Inhibition of mutant ^V600EB-Raf reduces the metastatic potential of melanoma cells. A, siRNA-mediated reduction of mutant ^V600EB-Raf protein expression persists for 8 to 10 days in melanoma cells. SiRNA-mediated knockdown of B-Raf reduces protein expression in cells for 8 to 10 days following nucleofection compared with controls nucleofected with buffer or scrambled siRNA. Erk 2 and α-enolase were used as controls for protein loading. B, siRNA-mediated reduction of mutant ^V600EB-Raf protein decreased formation of melanoma metastases in the lungs of nude mice. SiRNA against B-RAF or scrambled siRNA was introduced into GFP-tagged 1205 Lu cells; 36 hours later, cells were i.v. injected into nude mice. Photographs show presence of GFP-tagged tumors in the lungs of mice 17 days later. Control cells were nucleofected with buffer only or scrambled siRNA. SiRNA mediated down-regulation of B-Raf protein expression reduced tumor number (C), area (D), and large-sized metastases (E) in the lungs of nude mice.
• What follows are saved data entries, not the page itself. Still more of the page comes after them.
//! ==============================================================================
//! main.rs - sensor hub entry point
//! ==============================================================================
//!
//! purpose:
//!     receives json batches pushed by a phone sensor-streaming app,
//!     normalizes every reading into named, unit annotated values, keeps a
//!     rolling window in memory for the dashboard and persists each message.
//!
//! responsibilities:
//!     - load configuration (host.toml + environment overrides)
//!     - install the tracing subscriber (console + optional json log file)
//!     - open the persistence sink (or run without one)
//!     - serve ingest, json apis and the dashboard until ctrl-c / sigterm
//!
//! relationships:
//!     - uses: config.rs, logging.rs, web.rs
//!     - web.rs uses: normalizer.rs -> decoders.rs -> coerce.rs
//!                    store.rs, sink.rs, archive.rs, dashboard.rs
//!
//! architecture:
//!
//!     ┌─────────────────────────────────────────────────────────────┐
//!     │                     sensor hub (this binary)                │
//!     │                                                             │
//!     │   POST /data ──► normalizer ──► store (RwLock, capped) ─┐   │
//!     │                      │                                  │   │
//!     │                   decoders                 dashboard / api  │
//!     │                      │                                      │
//!     │                      └────────────► sink (blocking worker)  │
//!     │                                      sensor_messages.jsonl  │
//!     └─────────────────────────────────────────────────────────────┘
//!
//! ==============================================================================

mod archive;
mod coerce;
mod config;
mod dashboard;
mod decoders;
mod domain;
mod logging;
mod normalizer;
mod sink;
mod store;
mod web;

use anyhow::Result;
use std::sync::Arc;
use tracing::{error, info, warn};

use sink::{FileSink, NullSink, PersistenceSink};

#[tokio::main]
async fn main() -> Result<()> {
    // startup banner
    println!("===========================================================");
    println!("  Sensor Hub");
    println!("  push url: http://<this-host>:<port>/data");
    println!("===========================================================");

    // step 1: load configuration
    let (mut config, mut notes) = config::HostConfig::load_or_default();
    notes.extend(config.apply_env(|key| std::env::var(key).ok()));
    config.validate()?;
    config.print_summary();

    // step 2: logging
    logging::init(&config.logging, config.log_file_path().as_deref())?;
    for note in &notes {
        info!(target: "config", "{}", note);
    }
    config.log_summary();

    // step 3: persistence sink; the hub keeps running without one
    let sink: Arc<dyn PersistenceSink> = if config.storage.enabled {
        match FileSink::open(&config.storage.data_dir) {
            Ok(sink) => {
                info!(path = %sink.path().display(), "storage ready");
                Arc::new(sink)
            }
            Err(e) => {
                error!(error = ?e, "storage unavailable, messages will only be kept in memory");
                Arc::new(NullSink)
            }
        }
    } else {
        warn!("storage disabled, messages will only be kept in memory");
        Arc::new(NullSink)
    };

    // step 4: serve until shutdown
    let state = web::AppState::new(config, sink);
    web::run_server(state, shutdown_signal()).await?;

    info!("server stopped");
    Ok(())
}

async fn shutdown_signal() {
    let ctrl_c = async {
        if let Err(e) = tokio::signal::ctrl_c().await {
            error!(error = %e, "failed to listen for ctrl-c");
            std::future::pending::<()>().await;
        }
    };

    #[cfg(unix)]
    let terminate = async {
        match tokio::signal::unix::signal(tokio::signal::unix::SignalKind::terminate()) {
            Ok(mut sig) => {
                sig.recv().await;
            }
            Err(e) => {
                error!(error = %e, "failed to listen for sigterm");
                std::future::pending::<()>().await;
            }
        }
    };

    #[cfg(not(unix))]
    let terminate = std::future::pending::<()>();

    tokio::select! {
        _ = ctrl_c => {},
        _ = terminate => {},
    }
    info!("shutdown signal received");
}
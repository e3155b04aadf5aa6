// Copyright 2025 the Trellis Authors
// SPDX-License-Identifier: Apache-2.0 OR MIT

//! A scripted inventory screen driven through a Trellis session.
//!
//! Replays a short sequence of host input against a small widget tree:
//! - a text field that takes focus on click and collects typed characters,
//! - an item that shows a tooltip and can be dragged into a bag slot,
//! - a pulsing indicator that ticks a fixed number of frames.
//!
//! Run:
//! - `cargo run -p trellis_demos --example inventory`
//! - `RUST_LOG=trellis=trace cargo run -p trellis_demos --example inventory`

use kurbo::{Point, Size};
use tracing_subscriber::EnvFilter;
use trellis::host::{FixedViewport, NoFactory};
use trellis::widgets::Panel;
use trellis::{
    ButtonState, EventCx, Key, MouseButton, NodeId, RawEvent, System, SystemConfig, Widget,
    WidgetDesc, WidgetFlags,
};

#[derive(Debug, Default)]
struct TextField {
    text: String,
}

impl Widget for TextField {
    fn on_char(&mut self, _cx: &mut EventCx<'_>, ch: char) -> bool {
        self.text.push(ch);
        true
    }

    fn on_keyboard_button(&mut self, cx: &mut EventCx<'_>, key: Key, state: ButtonState) -> bool {
        if key == Key::Escape && state.is_down() {
            cx.resign_focus();
            return true;
        }
        false
    }
}

#[derive(Debug)]
struct Item {
    label: &'static str,
}

impl Widget for Item {
    fn on_tooltip_show(&mut self, _cx: &mut EventCx<'_>) {
        println!("  tooltip: {}", self.label);
    }
}

#[derive(Debug, Default)]
struct BagSlot {
    contents: Option<NodeId>,
}

impl Widget for BagSlot {
    fn on_drop(&mut self, cx: &mut EventCx<'_>, source: NodeId) -> bool {
        if self.contents.is_some() {
            return false;
        }
        self.contents = Some(source);
        cx.invalidate();
        true
    }
}

#[derive(Debug, Default)]
struct Pulse {
    frames: u32,
}

impl Widget for Pulse {
    fn on_tick(&mut self, cx: &mut EventCx<'_>, _delta: f64) {
        self.frames += 1;
        if self.frames == 3 {
            cx.unsubscribe_tick_deferred();
        }
    }
}

fn at(name: &str, x: f64, y: f64, w: f64, h: f64) -> WidgetDesc {
    WidgetDesc::new(name).at(Point::new(x, y), Size::new(w, h))
}

fn main() {
    tracing_subscriber::fmt()
        .with_env_filter(
            EnvFilter::try_from_default_env().unwrap_or_else(|_| EnvFilter::new("trellis=debug")),
        )
        .init();

    let viewport = FixedViewport::new(Size::new(800.0, 600.0));
    let config = SystemConfig::default().with_tooltip_delay(0.5);
    let mut gui = System::new(viewport, NoFactory, config).expect("system widgets");
    let root = gui.root();

    let window = gui.add_widget(root, at("inventory", 100.0, 100.0, 400.0, 300.0), Panel).unwrap();
    let field = gui
        .add_widget(
            window,
            at("search", 10.0, 10.0, 200.0, 24.0).with_flags(WidgetFlags::TAB_STOP),
            TextField::default(),
        )
        .unwrap();
    let sword = gui
        .add_widget(
            window,
            at("sword", 10.0, 50.0, 40.0, 40.0)
                .with_flags(WidgetFlags::DRAGGABLE | WidgetFlags::HAS_TOOLTIP),
            Item { label: "Rusty sword" },
        )
        .unwrap();
    let slot = gui
        .add_widget(
            window,
            at("bag", 300.0, 50.0, 40.0, 40.0).with_flags(WidgetFlags::ACCEPTS_DROP),
            BagSlot::default(),
        )
        .unwrap();
    let pulse = gui
        .add_widget(window, at("pulse", 380.0, 10.0, 10.0, 10.0), Pulse::default())
        .unwrap();
    gui.subscribe_tick(pulse);
    gui.init();

    let left = |state| RawEvent::MouseButton { button: MouseButton::Left, state };

    println!("typing into the search field");
    gui.handle_event(RawEvent::MouseMove { x: 120.0, y: 120.0 });
    gui.handle_event(left(ButtonState::Down));
    gui.handle_event(left(ButtonState::Up));
    for ch in "sword".chars() {
        gui.handle_event(RawEvent::Char { code: ch.into() });
    }
    gui.handle_event(RawEvent::Keyboard { key: Key::Escape, state: ButtonState::Down });
    println!(
        "  text = {:?}, focus = {:?}",
        gui.widget::<TextField>(field).map(|f| f.text.as_str()),
        gui.focus()
    );

    println!("hovering the sword");
    gui.handle_event(RawEvent::MouseMove { x: 125.0, y: 165.0 });
    for _ in 0..4 {
        gui.tick(1.0 / 6.0);
    }

    println!("dragging the sword into the bag");
    gui.handle_event(left(ButtonState::Down));
    gui.handle_event(RawEvent::MouseMove { x: 200.0, y: 165.0 });
    println!("  drag fired = {}", gui.is_drag_fired());
    gui.handle_event(RawEvent::MouseMove { x: 415.0, y: 165.0 });
    gui.handle_event(left(ButtonState::Up));
    println!(
        "  bag holds sword = {}",
        gui.widget::<BagSlot>(slot).and_then(|s| s.contents) == Some(sword)
    );

    for _ in 0..5 {
        gui.tick(1.0 / 60.0);
    }
    println!(
        "pulse ticked {} frames",
        gui.widget::<Pulse>(pulse).map_or(0, |p| p.frames)
    );

    if let Some(damage) = gui.take_damage().union_rect() {
        println!("repaint {damage:?}");
    }
}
Number of tumors and area occupied by GFP-tumors were quantified in a minimum of six fields per lung from 5 to 10 animals. Tumors were grouped into two pixel-based size ranges (<1,500 or >1,500 pixels). F, siRNA-mediated reduction of mutant ^V600EB-Raf expression (activity) in UACC 903M cells decreased formation of lung metastases. SiRNA against ^V600EB-RAF or a scrambled siRNA control were introduced into GFP-tagged UACC 903M cells; 36 hours later, cells were i.v. injected into nude mice, and 17 days later, lung metastases were quantified. Numbers of tumors within particular size ranges (<1,500 or >1,500 pixels) were quantified in a minimum of six fields per lung from 5 to 10 animals.